Fecondazione, Balduzzi: “Presenteremo ricorso per un chiarimento giurisprudenziale”

Renato Balduzzi

FECONDAZIONE BALDUZZI – Il governo è pronto a fare ricorso alla sentenza della Corte di Strasburgo riguardante la coerenza della Legge 40 (fecondazione assistita). A dichiararlo è stato il ministro per la Salute, Renato Balduzzi, durante un colloquio a margine di un convegno, a Lucca, sul gioco d’azzardo.

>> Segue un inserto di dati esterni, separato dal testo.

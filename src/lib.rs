// ============================================================================
// INVENTORY PWA - FRONTEND DE INVENTARIO/REQUISICIONES (RUST PURO + WASM)
// ============================================================================
// Arquitectura:
// - Views: funciones que renderizan DOM (sin lógica de negocio)
// - Services: gateway HTTP, sesión, caché local, cargas de dominio
// - Models: normalización de los payloads dinámicos del backend
// - Router: hash routing con guards de auth y RBAC
// ============================================================================

mod app;
mod config;
mod dom;
mod models;
mod rbac;
mod router;
mod services;
mod utils;
mod views;

use wasm_bindgen::prelude::*;
use wasm_logger::Config;

#[wasm_bindgen(start)]
pub fn main() -> Result<(), JsValue> {
    // Panic hook para stack traces legibles en la consola del navegador
    console_error_panic_hook::set_once();
    wasm_logger::init(Config::default());
    log::info!("🚀 Inventory PWA - Rust puro + WASM");

    app::bootstrap()?;
    Ok(())
}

Tra ieri e stamani sono riuscito a dare una lettura un po’ frettolosa alla sentenza – ha sottolineato il ministro – e ci stanno lavorando anche i miei uffici. Credo che sia forse opportuna una richiesta di un punto giurisdizionale fermo per quanto riguarda la Corte europea dei diritti dell’uomo e che dunque un ricorso da parte del nostro Paese valga proprio a consolidare un punto di riferimento”.

Ci sono poi dei profili – ha contnuato – di carattere processuale che andrebbero attentamente monitorati perché è chiaro che si riferiscono non solo al caso di specie ma a tutti i casi possibili. Siccome stanno aumentando le ipotesi di confronto tra ordinamenti, quello italiano e quello del Consiglio d’Europa, credo che anche sotto questo profilo un nostro ricorso potrebbe servire a un chiarimento giurisprudenziale”.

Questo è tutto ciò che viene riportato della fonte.